Однако не будем торопиться с выводами насчет философии Гарди: это зыбкая почва. Когда читаешь писателя с таким богатым воображением, как у него, самое важное – это держаться на правильном расстоянии от страницы. Ведь соблазн наклеить ярлычок, «вывести» писательское кредо очень велик, когда имеешь дело с ярким автором: «пригвоздить» его намертво к определенной точке зрения, которую он якобы последовательно проводит в своем творчестве,– это пара пустяков. Особенно при том чисто художническом складе ума, что отличает именно Гарди,– его феноменальной восприимчивости к впечатлениям и нежелании делать выводы. Поэтому во всех отношениях будет правильнее предоставить право судить читателю: он получил мощный заряд впечатлений, и теперь настал его черед сказать свое слово. Только он один способен решить, где в романе видно сознательное намерение автора, а где проявляется та мера художественной правды, о которой тот и не подозревал, создавая произведение. Гарди сам прекрасно это понимал. Роман,– не уставал он предостерегать читателей,– «это впечатление, но не довод в споре»19: «Отклики могут быть самыми разными, и этим они ценны: пожалуй, именно тогда, когда мы смиренно подмечаем в себе разнообразные толкования, которые рождают в нас явления жизни в их бесконечной смене и случайности, именно тогда мы действительно продвигаемся по пути постижения философии бытия»20.
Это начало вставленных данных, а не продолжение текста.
// Path: crates/services/src/notify/mod.rs

//! Notification fan-out and the shared retry primitives.
//!
//! The composite notifier is best-effort: per-notifier failures are
//! aggregated and logged, never propagated, so a dead chat channel cannot
//! block an approval from being raised.

mod backoff;
mod bucket;

pub use backoff::ExponentialBackoff;
pub use bucket::TokenBucket;

use std::sync::Arc;
use std::time::Duration;
use switchboard_api::notify::{ApprovalNotification, ApprovalNotifier};

/// Default per-notifier delivery deadline.
const NOTIFY_DEADLINE: Duration = Duration::from_secs(10);

/// Fans one notification out to every configured notifier.
pub struct CompositeNotifier {
    notifiers: Vec<Arc<dyn ApprovalNotifier>>,
    bucket: TokenBucket,
}

impl CompositeNotifier {
    /// Creates a composite over the given notifiers. The token bucket
    /// throttles total outbound sends.
    pub fn new(notifiers: Vec<Arc<dyn ApprovalNotifier>>, bucket: TokenBucket) -> Self {
        Self { notifiers, bucket }
    }

    /// A composite with no notifiers, for tests and headless deployments.
    pub fn disabled() -> Self {
        Self {
            notifiers: Vec::new(),
            bucket: TokenBucket::new(30.0, 30.0),
        }
    }

    /// Delivers to every notifier, returning how many succeeded. Failures
    /// and timeouts are logged per notifier.
    pub async fn notify_all(&self, notification: &ApprovalNotification) -> usize {
        let mut delivered = 0;
        for notifier in &self.notifiers {
            if !self.bucket.acquire(NOTIFY_DEADLINE).await {
                tracing::warn!(
                    notifier = notifier.name(),
                    approval = %notification.approval_id,
                    "notification dropped: outbound rate limiter saturated"
                );
                continue;
            }
            match tokio::time::timeout(NOTIFY_DEADLINE, notifier.notify(notification)).await {
                Ok(Ok(())) => delivered += 1,
                Ok(Err(err)) => {
                    tracing::warn!(
                        notifier = notifier.name(),
                        approval = %notification.approval_id,
                        %err,
                        "notification failed"
                    );
                }
                Err(_) => {
                    tracing::warn!(
                        notifier = notifier.name(),
                        approval = %notification.approval_id,
                        "notification timed out"
                    );
                }
            }
        }
        delivered
    }
}

#[cfg(test)]
mod tests {
    use super::*;
    use async_trait::async_trait;
    use std::sync::atomic::{AtomicUsize, Ordering};
    use switchboard_api::notify::NotifyError;
    use switchboard_types::domain::RiskCategory;

    struct CountingNotifier {
        name: &'static str,
        calls: AtomicUsize,
        fail: bool,
    }

    #[async_trait]
    impl ApprovalNotifier for CountingNotifier {
        fn name(&self) -> &str {
            self.name
        }

        async fn notify(&self, _n: &ApprovalNotification) -> Result<(), NotifyError> {
            self.calls.fetch_add(1, Ordering::SeqCst);
            if self.fail {
                Err(NotifyError {
                    notifier: self.name.into(),
                    message: "channel down".into(),
                })
            } else {
                Ok(())
            }
        }
    }

    fn notification() -> ApprovalNotification {
        ApprovalNotification {
            approval_id: "apr_1".into(),
            envelope_id: "env_1".into(),
            summary: "pause campaign".into(),
            risk_category: RiskCategory::High,
            binding_hash: "hash".into(),
            approvers: vec!["reviewer_1".into()],
            is_reminder: false,
        }
    }

    #[tokio::test]
    async fn failures_do_not_stop_the_fan_out() {
        let ok = Arc::new(CountingNotifier {
            name: "telegram",
            calls: AtomicUsize::new(0),
            fail: false,
        });
        let broken = Arc::new(CountingNotifier {
            name: "slack",
            calls: AtomicUsize::new(0),
            fail: true,
        });
        let composite = CompositeNotifier::new(
            vec![broken.clone(), ok.clone()],
            TokenBucket::new(30.0, 30.0),
        );
        let delivered = composite.notify_all(&notification()).await;
        assert_eq!(delivered, 1);
        assert_eq!(ok.calls.load(Ordering::SeqCst), 1);
        assert_eq!(broken.calls.load(Ordering::SeqCst), 1);
    }
}
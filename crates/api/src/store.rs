// Path: crates/api/src/store.rs

//! Polymorphic persistence contracts, one interface per entity.
//!
//! Backends are swappable: the workspace ships DashMap-backed memory stores;
//! SQL and Redis bindings implement the same traits out of tree. Every
//! method may perform I/O and therefore may suspend.

use async_trait::async_trait;
use switchboard_types::domain::{
    ActionEnvelope, ApprovalRequest, AuditEntry, CompetenceRecord, IdentitySpec, Policy,
    Principal, RoleOverlay,
};
use switchboard_types::error::StoreError;
use switchboard_types::time::TimestampMs;

/// Persistence for action envelopes.
#[async_trait]
pub trait EnvelopeStore: Send + Sync {
    /// Inserts a new envelope. Fails on id collision.
    async fn insert(&self, envelope: &ActionEnvelope) -> Result<(), StoreError>;

    /// Fetches an envelope by id.
    async fn get(&self, id: &str) -> Result<Option<ActionEnvelope>, StoreError>;

    /// Replaces an envelope, guarded by optimistic concurrency: the write
    /// succeeds only when the stored version equals `expected_version`, and
    /// the new envelope's version must be strictly greater.
    async fn update(
        &self,
        envelope: &ActionEnvelope,
        expected_version: u64,
    ) -> Result<(), StoreError>;

    /// Lists envelopes for a principal, newest first.
    async fn list_for_principal(
        &self,
        principal_id: &str,
        limit: usize,
    ) -> Result<Vec<ActionEnvelope>, StoreError>;
}

/// Persistence for policies.
#[async_trait]
pub trait PolicyStore: Send + Sync {
    /// Inserts or replaces a policy.
    async fn save(&self, policy: &Policy) -> Result<(), StoreError>;

    /// Fetches a policy by id.
    async fn get(&self, id: &str) -> Result<Option<Policy>, StoreError>;

    /// Lists active policies in scope for a cartridge and organization,
    /// sorted by priority ascending.
    async fn list_active(
        &self,
        cartridge_id: Option<&str>,
        organization_id: Option<&str>,
    ) -> Result<Vec<Policy>, StoreError>;
}

/// Persistence for principals, identity specs, and overlays.
#[async_trait]
pub trait IdentityStore: Send + Sync {
    /// Inserts or replaces a principal.
    async fn save_principal(&self, principal: &Principal) -> Result<(), StoreError>;

    /// Fetches a principal by id.
    async fn get_principal(&self, id: &str) -> Result<Option<Principal>, StoreError>;

    /// Inserts or replaces an identity spec.
    async fn save_spec(&self, spec: &IdentitySpec) -> Result<(), StoreError>;

    /// Fetches the identity spec for a principal.
    async fn get_spec(&self, principal_id: &str) -> Result<Option<IdentitySpec>, StoreError>;

    /// Inserts or replaces an overlay.
    async fn save_overlay(&self, overlay: &RoleOverlay) -> Result<(), StoreError>;

    /// Lists every overlay attached to a principal.
    async fn list_overlays(&self, principal_id: &str) -> Result<Vec<RoleOverlay>, StoreError>;
}

/// Persistence for approval requests.
#[async_trait]
pub trait ApprovalStore: Send + Sync {
    /// Inserts a new request. Fails on id collision.
    async fn insert(&self, request: &ApprovalRequest) -> Result<(), StoreError>;

    /// Fetches a request by id.
    async fn get(&self, id: &str) -> Result<Option<ApprovalRequest>, StoreError>;

    /// Lists pending requests, optionally scoped to an organization.
    async fn list_pending(
        &self,
        organization_id: Option<&str>,
    ) -> Result<Vec<ApprovalRequest>, StoreError>;

    /// Replaces a request, guarded by optimistic concurrency on `version`.
    /// Responders racing each other see `StoreError::VersionConflict`.
    async fn update_state(
        &self,
        request: &ApprovalRequest,
        expected_version: u64,
    ) -> Result<(), StoreError>;

    /// Lists pending requests whose expiry has passed.
    async fn list_expired(&self, now: TimestampMs) -> Result<Vec<ApprovalRequest>, StoreError>;
}

/// Persistence for competence records.
#[async_trait]
pub trait CompetenceStore: Send + Sync {
    /// Fetches the record for a principal and action type.
    async fn get(
        &self,
        principal_id: &str,
        action_type: &str,
    ) -> Result<Option<CompetenceRecord>, StoreError>;

    /// Inserts or replaces a record.
    async fn save(&self, record: &CompetenceRecord) -> Result<(), StoreError>;
}

/// Filter for audit queries.
#[derive(Debug, Clone, Default)]
pub struct AuditFilter {
    /// Restrict to one envelope.
    pub envelope_id: Option<String>,
    /// Restrict to one event type.
    pub event_type: Option<String>,
    /// Restrict to one organization.
    pub organization_id: Option<String>,
    /// Entries at or after this timestamp.
    pub since: Option<TimestampMs>,
    /// Maximum entries returned; zero means no cap.
    pub limit: usize,
}

/// Builder callback used by [`AuditStore::append_atomic`]: given the current
/// tip of the chain, produce the finished entry to append.
pub type AuditBuildFn<'a> =
    Box<dyn FnOnce(Option<&AuditEntry>) -> Result<AuditEntry, StoreError> + Send + 'a>;

/// Persistence for the hash-chained audit log.
#[async_trait]
pub trait AuditStore: Send + Sync {
    /// Appends a fully built entry. Callers must have set
    /// `previous_entry_hash` from the current tip; prefer
    /// [`append_atomic`](Self::append_atomic) when available.
    async fn append(&self, entry: &AuditEntry) -> Result<(), StoreError>;

    /// Atomically reads the tip and appends the entry produced by `build`,
    /// preventing races on `previous_entry_hash` across concurrent writers.
    ///
    /// Backends without an atomic primitive return `Backend`; the ledger
    /// then falls back to its in-process serialization.
    async fn append_atomic<'a>(&self, build: AuditBuildFn<'a>) -> Result<AuditEntry, StoreError>;

    /// Whether this backend implements `append_atomic` natively.
    fn supports_atomic_append(&self) -> bool;

    /// The latest entry, the tip of the chain.
    async fn get_latest(&self) -> Result<Option<AuditEntry>, StoreError>;

    /// Entries matching a filter, in chain order.
    async fn query(&self, filter: &AuditFilter) -> Result<Vec<AuditEntry>, StoreError>;
}
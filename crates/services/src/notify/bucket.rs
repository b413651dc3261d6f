// Path: crates/services/src/notify/bucket.rs

//! A token bucket for throttling outbound calls.

use std::time::Duration;
use tokio::sync::Mutex;
use tokio::time::Instant;

struct BucketState {
    tokens: f64,
    last_refill: Instant,
}

/// A token bucket: `capacity` burst, `refill_per_sec` sustained rate.
pub struct TokenBucket {
    capacity: f64,
    refill_per_sec: f64,
    state: Mutex<BucketState>,
}

impl TokenBucket {
    /// Creates a full bucket.
    pub fn new(capacity: f64, refill_per_sec: f64) -> Self {
        Self {
            capacity,
            refill_per_sec,
            state: Mutex::new(BucketState {
                tokens: capacity,
                last_refill: Instant::now(),
            }),
        }
    }

    /// Takes one token without waiting. Returns false when empty.
    pub async fn try_acquire(&self) -> bool {
        let mut state = self.state.lock().await;
        self.refill(&mut state);
        if state.tokens >= 1.0 {
            state.tokens -= 1.0;
            true
        } else {
            false
        }
    }

    /// Takes one token, waiting up to `deadline` for a refill. Returns
    /// false when the deadline passes first.
    pub async fn acquire(&self, deadline: Duration) -> bool {
        let give_up = Instant::now() + deadline;
        loop {
            {
                let mut state = self.state.lock().await;
                self.refill(&mut state);
                if state.tokens >= 1.0 {
                    state.tokens -= 1.0;
                    return true;
                }
            }
            let now = Instant::now();
            if now >= give_up {
                return false;
            }
            // Sleep until roughly one token has dripped in, capped by the
            // deadline.
            let wait_secs = (1.0 / self.refill_per_sec).min((give_up - now).as_secs_f64());
            tokio::time::sleep(Duration::from_secs_f64(wait_secs.max(0.001))).await;
        }
    }

    fn refill(&self, state: &mut BucketState) {
        let now = Instant::now();
        let elapsed = now.duration_since(state.last_refill).as_secs_f64();
        state.tokens = (state.tokens + elapsed * self.refill_per_sec).min(self.capacity);
        state.last_refill = now;
    }
}
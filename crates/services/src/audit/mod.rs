// Path: crates/services/src/audit/mod.rs

//! The hash-chained audit ledger.
//!
//! Appends are globally serialized: the chain is a single total order.
//! Stores that implement `append_atomic` natively are the designated
//! primitive; for the rest the ledger serializes appends through an
//! in-process mutex. Redaction runs before hashing, and the redacted paths
//! are part of the hashed entry, so a verifier can prove a snapshot was
//! scrubbed rather than altered.

mod redact;

pub use redact::Redactor;

use std::sync::Arc;
use switchboard_api::store::{AuditFilter, AuditStore};
use switchboard_types::domain::{
    ActorType, AuditEntry, EvidencePointer, RiskCategory, VisibilityLevel, AUDIT_SCHEMA_VERSION,
    CHAIN_HASH_VERSION,
};
use switchboard_types::error::{CoreError, StoreError};
use switchboard_types::time::Clock;
use switchboard_types::id;
use serde_json::Value;
use tokio::sync::Mutex;

/// The event-level fields callers supply; the ledger adds identity, chain
/// linkage, and redaction metadata.
#[derive(Debug, Clone)]
pub struct AuditEvent {
    /// Event name, e.g. `action.executed`.
    pub event_type: String,
    /// The kind of actor.
    pub actor_type: ActorType,
    /// The acting principal or `system`.
    pub actor_id: String,
    /// The kind of entity the event is about.
    pub entity_type: String,
    /// The id of the entity the event is about.
    pub entity_id: String,
    /// Risk category in effect, when known.
    pub risk_category: Option<RiskCategory>,
    /// Outward visibility.
    pub visibility_level: VisibilityLevel,
    /// Human-readable summary.
    pub summary: String,
    /// Unredacted event payload. The ledger redacts before hashing.
    pub snapshot: Value,
    /// Inline evidence payloads, hashed into pointers.
    pub evidence: Vec<Value>,
    /// The envelope this event belongs to, when any.
    pub envelope_id: Option<String>,
    /// Organization scope.
    pub organization_id: Option<String>,
    /// Correlation id.
    pub trace_id: Option<String>,
}

/// The outcome of a chain verification sweep.
#[derive(Debug, Clone)]
pub struct ChainVerification {
    /// Whether every link held.
    pub valid: bool,
    /// Index of the first broken link, when invalid.
    pub first_break: Option<usize>,
    /// Entries checked.
    pub checked: usize,
    /// Indices whose recomputed hash mismatched, for deep checks.
    pub hash_mismatches: Vec<usize>,
}

/// Append-only, hash-chained audit log over a pluggable store.
pub struct AuditLedger {
    store: Arc<dyn AuditStore>,
    redactor: Redactor,
    clock: Arc<dyn Clock>,
    // Serializes appends when the store has no native atomic primitive.
    tip_guard: Mutex<()>,
}

impl AuditLedger {
    /// Creates a ledger over the given store.
    pub fn new(store: Arc<dyn AuditStore>, redactor: Redactor, clock: Arc<dyn Clock>) -> Self {
        Self {
            store,
            redactor,
            clock,
            tip_guard: Mutex::new(()),
        }
    }

    /// Records one event, returning the finished entry.
    pub async fn record(&self, event: AuditEvent) -> Result<AuditEntry, CoreError> {
        let now = self.clock.now_ms();
        let (snapshot, redacted_fields) = self.redactor.redact(event.snapshot.clone());

        let mut evidence_pointers = Vec::with_capacity(event.evidence.len());
        for payload in &event.evidence {
            evidence_pointers.push(EvidencePointer::inline(payload)?);
        }

        let template = AuditEntry {
            id: id::new_id(id::AUDIT),
            event_type: event.event_type,
            timestamp: now,
            actor_type: event.actor_type,
            actor_id: event.actor_id,
            entity_type: event.entity_type,
            entity_id: event.entity_id,
            risk_category: event.risk_category,
            visibility_level: event.visibility_level,
            summary: event.summary,
            snapshot,
            evidence_pointers,
            redaction_applied: !redacted_fields.is_empty(),
            redacted_fields,
            chain_hash_version: CHAIN_HASH_VERSION,
            schema_version: AUDIT_SCHEMA_VERSION,
            entry_hash: String::new(),
            previous_entry_hash: None,
            envelope_id: event.envelope_id,
            organization_id: event.organization_id,
            trace_id: event.trace_id,
        };

        let entry = if self.store.supports_atomic_append() {
            self.store
                .append_atomic(Box::new(move |tip| {
                    let mut entry = template;
                    entry.previous_entry_hash = tip.map(|t| t.entry_hash.clone());
                    entry.entry_hash = entry
                        .compute_hash()
                        .map_err(|e| StoreError::Encode(e.to_string()))?;
                    Ok(entry)
                }))
                .await?
        } else {
            // No native primitive: serialize tip-read plus append in
            // process.
            let _guard = self.tip_guard.lock().await;
            let tip = self.store.get_latest().await?;
            let mut entry = template;
            entry.previous_entry_hash = tip.map(|t| t.entry_hash);
            entry.entry_hash = entry.compute_hash()?;
            self.store.append(&entry).await?;
            entry
        };

        tracing::debug!(
            entry = %entry.id,
            event_type = %entry.event_type,
            "audit entry appended"
        );
        Ok(entry)
    }

    /// Queries entries through the store.
    pub async fn query(&self, filter: &AuditFilter) -> Result<Vec<AuditEntry>, CoreError> {
        Ok(self.store.query(filter).await?)
    }

    /// Verifies linkage across consecutive pairs.
    pub fn verify_chain(entries: &[AuditEntry]) -> ChainVerification {
        for (i, pair) in entries.windows(2).enumerate() {
            if pair[1].previous_entry_hash.as_deref() != Some(pair[0].entry_hash.as_str()) {
                return ChainVerification {
                    valid: false,
                    first_break: Some(i + 1),
                    checked: entries.len(),
                    hash_mismatches: Vec::new(),
                };
            }
        }
        ChainVerification {
            valid: true,
            first_break: None,
            checked: entries.len(),
            hash_mismatches: Vec::new(),
        }
    }

    /// Verifies linkage and recomputes every entry hash.
    pub fn verify_deep(entries: &[AuditEntry]) -> ChainVerification {
        let mut result = Self::verify_chain(entries);
        for (i, entry) in entries.iter().enumerate() {
            match entry.compute_hash() {
                Ok(hash) if hash == entry.entry_hash => {}
                _ => {
                    result.valid = false;
                    result.hash_mismatches.push(i);
                }
            }
        }
        result
    }

    /// Runs the full verification against everything the store returns.
    pub async fn verify_store(&self) -> Result<ChainVerification, CoreError> {
        let entries = self.store.query(&AuditFilter::default()).await?;
        Ok(Self::verify_deep(&entries))
    }
}

#[cfg(test)]
mod tests {
    use super::*;
    use serde_json::json;
    use switchboard_storage::MemoryAuditStore;
    use switchboard_types::time::SystemClock;

    fn event(summary: &str, snapshot: Value) -> AuditEvent {
        AuditEvent {
            event_type: "action.executed".into(),
            actor_type: ActorType::Agent,
            actor_id: "agent_1".into(),
            entity_type: "envelope".into(),
            entity_id: "env_1".into(),
            risk_category: Some(RiskCategory::Low),
            visibility_level: VisibilityLevel::Internal,
            summary: summary.into(),
            snapshot,
            evidence: vec![],
            envelope_id: Some("env_1".into()),
            organization_id: None,
            trace_id: None,
        }
    }

    fn ledger() -> AuditLedger {
        AuditLedger::new(
            Arc::new(MemoryAuditStore::new()),
            Redactor::default(),
            Arc::new(SystemClock),
        )
    }

    #[tokio::test]
    async fn chain_links_and_verifies() {
        let ledger = ledger();
        for i in 0..5 {
            ledger
                .record(event(&format!("step {}", i), json!({ "i": i })))
                .await
                .unwrap();
        }
        let verification = ledger.verify_store().await.unwrap();
        assert!(verification.valid);
        assert_eq!(verification.checked, 5);
        assert!(verification.hash_mismatches.is_empty());
    }

    #[tokio::test]
    async fn tampering_breaks_the_chain() {
        let ledger = ledger();
        let mut entries = Vec::new();
        for i in 0..3 {
            entries.push(
                ledger
                    .record(event(&format!("step {}", i), json!({ "i": i })))
                    .await
                    .unwrap(),
            );
        }
        // Tamper with the middle entry's summary after the fact.
        entries[1].summary = "rewritten".into();
        let deep = AuditLedger::verify_deep(&entries);
        assert!(!deep.valid);
        assert_eq!(deep.hash_mismatches, vec![1]);

        // Break the linkage instead.
        entries[1].summary = "step 1".into();
        entries[2].previous_entry_hash = Some("bogus".into());
        let chain = AuditLedger::verify_chain(&entries);
        assert!(!chain.valid);
        assert_eq!(chain.first_break, Some(2));
    }

    #[tokio::test]
    async fn snapshots_are_redacted_before_hashing() {
        let ledger = AuditLedger::new(
            Arc::new(MemoryAuditStore::new()),
            Redactor::default(),
            Arc::new(SystemClock),
        );
        let entry = ledger
            .record(event(
                "with secret",
                json!({"apiKey": "sk-123", "campaignId": "camp_1"}),
            ))
            .await
            .unwrap();
        assert!(entry.redaction_applied);
        assert_eq!(entry.snapshot["apiKey"], "[REDACTED]");
        assert_eq!(entry.snapshot["campaignId"], "camp_1");
        assert_eq!(entry.redacted_fields, vec!["apiKey".to_string()]);
        // The stored hash covers the redacted form.
        assert_eq!(entry.compute_hash().unwrap(), entry.entry_hash);
    }

    #[tokio::test]
    async fn inline_evidence_becomes_pointers() {
        let ledger = ledger();
        let mut e = event("with evidence", json!({}));
        e.evidence = vec![json!({"metric": "ctr", "drop": 0.4})];
        let entry = ledger.record(e).await.unwrap();
        assert_eq!(entry.evidence_pointers.len(), 1);
        assert_eq!(entry.evidence_pointers[0].pointer_type, "inline");
    }
}
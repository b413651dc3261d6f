// Path: crates/services/src/guardrail/mod.rs

//! In-process guardrail state: action counters, cooldown timestamps, and
//! the spend ledger.
//!
//! Counters are striped per key through DashMap so concurrent lifecycles
//! never contend on a global lock. Multi-instance deployments replace this
//! module with a shared backend implementing the same traits.

use dashmap::DashMap;
use std::collections::VecDeque;
use switchboard_api::spend::{SpendLookup, SpendWindow};
use switchboard_types::domain::RateLimitScope;
use switchboard_types::error::CoreError;
use switchboard_types::time::TimestampMs;

use async_trait::async_trait;

/// Read access to guardrail counters, consumed by the policy engine.
/// Implementations must be cheap and non-suspending.
pub trait GuardrailView: Send + Sync {
    /// How many actions the principal has performed inside the window for
    /// the given scope.
    fn count_in_window(
        &self,
        principal_id: &str,
        cartridge_id: &str,
        scope: &RateLimitScope,
        window_ms: i64,
        now: TimestampMs,
    ) -> u32;

    /// When the entity was last touched, if ever.
    fn last_touched(&self, entity_id: &str) -> Option<TimestampMs>;
}

fn scope_key(principal_id: &str, cartridge_id: &str, scope: &RateLimitScope) -> String {
    match scope {
        RateLimitScope::Global => format!("{}::{}", principal_id, cartridge_id),
        RateLimitScope::ActionType { action_type } => {
            format!("{}::{}::{}", principal_id, cartridge_id, action_type)
        }
    }
}

/// Maximum timestamps retained per counter key.
const MAX_EVENTS_PER_KEY: usize = 4096;

/// Process-wide guardrail counters.
#[derive(Default)]
pub struct GuardrailState {
    action_times: DashMap<String, VecDeque<TimestampMs>>,
    last_entity_touch: DashMap<String, TimestampMs>,
}

impl GuardrailState {
    /// Creates empty state.
    pub fn new() -> Self {
        Self::default()
    }

    /// Records an executed action for rate-limit and cooldown accounting.
    pub fn record_action(
        &self,
        principal_id: &str,
        cartridge_id: &str,
        action_type: &str,
        entity_id: Option<&str>,
        now: TimestampMs,
    ) {
        let keys = [
            scope_key(principal_id, cartridge_id, &RateLimitScope::Global),
            scope_key(
                principal_id,
                cartridge_id,
                &RateLimitScope::ActionType {
                    action_type: action_type.to_string(),
                },
            ),
        ];
        for key in keys {
            let mut times = self.action_times.entry(key).or_default();
            times.push_back(now);
            while times.len() > MAX_EVENTS_PER_KEY {
                times.pop_front();
            }
        }
        if let Some(entity) = entity_id {
            self.last_entity_touch.insert(entity.to_string(), now);
        }
    }

    /// Drops timestamps that have aged out of every plausible window.
    /// Called opportunistically; correctness does not depend on it.
    pub fn compact(&self, horizon_ms: i64, now: TimestampMs) {
        for mut entry in self.action_times.iter_mut() {
            while entry
                .front()
                .is_some_and(|t| now.saturating_sub(*t) > horizon_ms)
            {
                entry.pop_front();
            }
        }
    }
}

impl GuardrailView for GuardrailState {
    fn count_in_window(
        &self,
        principal_id: &str,
        cartridge_id: &str,
        scope: &RateLimitScope,
        window_ms: i64,
        now: TimestampMs,
    ) -> u32 {
        let key = scope_key(principal_id, cartridge_id, scope);
        let Some(times) = self.action_times.get(&key) else {
            return 0;
        };
        let cutoff = now - window_ms;
        times.iter().filter(|t| **t > cutoff).count() as u32
    }

    fn last_touched(&self, entity_id: &str) -> Option<TimestampMs> {
        self.last_entity_touch.get(entity_id).map(|t| *t)
    }
}

#[derive(Debug, Clone, Copy)]
struct SpendEvent {
    at: TimestampMs,
    amount: f64,
}

/// In-process spend ledger implementing [`SpendLookup`].
#[derive(Default)]
pub struct InMemorySpendLedger {
    // Keyed by principal; each event carries its cartridge.
    events: DashMap<String, Vec<(String, SpendEvent)>>,
}

impl InMemorySpendLedger {
    /// Creates an empty ledger.
    pub fn new() -> Self {
        Self::default()
    }
}

#[async_trait]
impl SpendLookup for InMemorySpendLedger {
    async fn cumulative_spend(
        &self,
        principal_id: &str,
        cartridge_id: Option<&str>,
        window: SpendWindow,
        now: TimestampMs,
    ) -> Result<f64, CoreError> {
        let Some(events) = self.events.get(principal_id) else {
            return Ok(0.0);
        };
        let cutoff = now - window.length_ms();
        Ok(events
            .iter()
            .filter(|(cart, e)| {
                e.at > cutoff && cartridge_id.map(|c| c == cart.as_str()).unwrap_or(true)
            })
            .map(|(_, e)| e.amount)
            .sum())
    }

    async fn record_spend(
        &self,
        principal_id: &str,
        cartridge_id: &str,
        amount: f64,
        now: TimestampMs,
    ) -> Result<(), CoreError> {
        self.events
            .entry(principal_id.to_string())
            .or_default()
            .push((
                cartridge_id.to_string(),
                SpendEvent { at: now, amount },
            ));
        Ok(())
    }
}

#[cfg(test)]
mod tests {
    use super::*;

    #[test]
    fn window_counting_is_per_scope() {
        let state = GuardrailState::new();
        for i in 0..5 {
            state.record_action("agent_1", "ads", "ads.campaign.pause", None, i * 100);
        }
        state.record_action("agent_1", "ads", "ads.campaign.resume", None, 450);

        let global = state.count_in_window(
            "agent_1",
            "ads",
            &RateLimitScope::Global,
            10_000,
            500,
        );
        assert_eq!(global, 6);

        let pause_only = state.count_in_window(
            "agent_1",
            "ads",
            &RateLimitScope::ActionType {
                action_type: "ads.campaign.pause".into(),
            },
            10_000,
            500,
        );
        assert_eq!(pause_only, 5);

        // A short window excludes the earliest events. The cutoff itself is
        // outside the window: events at 400 and 450 remain.
        let recent = state.count_in_window(
            "agent_1",
            "ads",
            &RateLimitScope::Global,
            200,
            500,
        );
        assert_eq!(recent, 2);
    }

    #[test]
    fn last_touched_tracks_entities() {
        let state = GuardrailState::new();
        assert_eq!(state.last_touched("camp_1"), None);
        state.record_action("agent_1", "ads", "ads.campaign.pause", Some("camp_1"), 42);
        assert_eq!(state.last_touched("camp_1"), Some(42));
    }

    #[tokio::test]
    async fn spend_ledger_sums_by_window_and_cartridge() {
        let ledger = InMemorySpendLedger::new();
        let day = switchboard_types::time::DAY_MS;
        let now = 10 * day;
        ledger
            .record_spend("agent_1", "ads", 100.0, now - day / 2)
            .await
            .unwrap();
        ledger
            .record_spend("agent_1", "ads", 50.0, now - 3 * day)
            .await
            .unwrap();
        ledger
            .record_spend("agent_1", "payments", 25.0, now - day / 4)
            .await
            .unwrap();

        let daily_all = ledger
            .cumulative_spend("agent_1", None, SpendWindow::Daily, now)
            .await
            .unwrap();
        assert!((daily_all - 125.0).abs() < 1e-9);

        let daily_ads = ledger
            .cumulative_spend("agent_1", Some("ads"), SpendWindow::Daily, now)
            .await
            .unwrap();
        assert!((daily_ads - 100.0).abs() < 1e-9);

        let weekly_ads = ledger
            .cumulative_spend("agent_1", Some("ads"), SpendWindow::Weekly, now)
            .await
            .unwrap();
        assert!((weekly_ads - 150.0).abs() < 1e-9);
    }
}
Выходит, самое сильное у Гарди – это впечатления, которыми он заражает читателя, а самое слабое – это высказываемые им идеи. Лучшие его романы: «В краю лесов», «Возвращение на родину», «Вдали от обезумевшей толпы» и особенно «Мэр Кэстербриджа» – представляют собой живой, развернутый во времени и пространстве образ бытия в том виде, в каком он явился Гарди без всякого сознательного усилия с его стороны. Там же, где он начинает подправлять впечатления, он моментально проигрывает. «Ты говорила, что звезды – это миры, Тэсс?» – спросил маленький Абрэхем свою сестру, когда они вдвоем тряслись в повозке вместе с ульями, спеша доставить их к началу субботнего базара. В ответ Тэсс сказала, что «иногда они похожи на яблоки с нашей яблони. Почти все красивые, крепкие, но есть и подгнившие».– «А мы на какой живем – на красивой или подгнившей?» – «На подгнившей»21, – ответила Тэсс, точнее, не Тэсс, а разочарованный философ, который на минуту прикинулся девушкой. Кажется, только что мы слышали живую речь, и вдруг нас точно окатили ушатом холодной воды: эти слова «на подгнившей» царапают слух, будто непонятно откуда взявшаяся металлическая конструкция. Мы чувствуем, что нас вышибли из седла, – былого сочувствия к героям как не бывало, и только спустя какое-то время, когда повозку Тэсс сильно тряхнуло и мы воочию убедились в том, что планета наша действительно с гнильцой, мы снова проникаемся состраданием к нашим героям.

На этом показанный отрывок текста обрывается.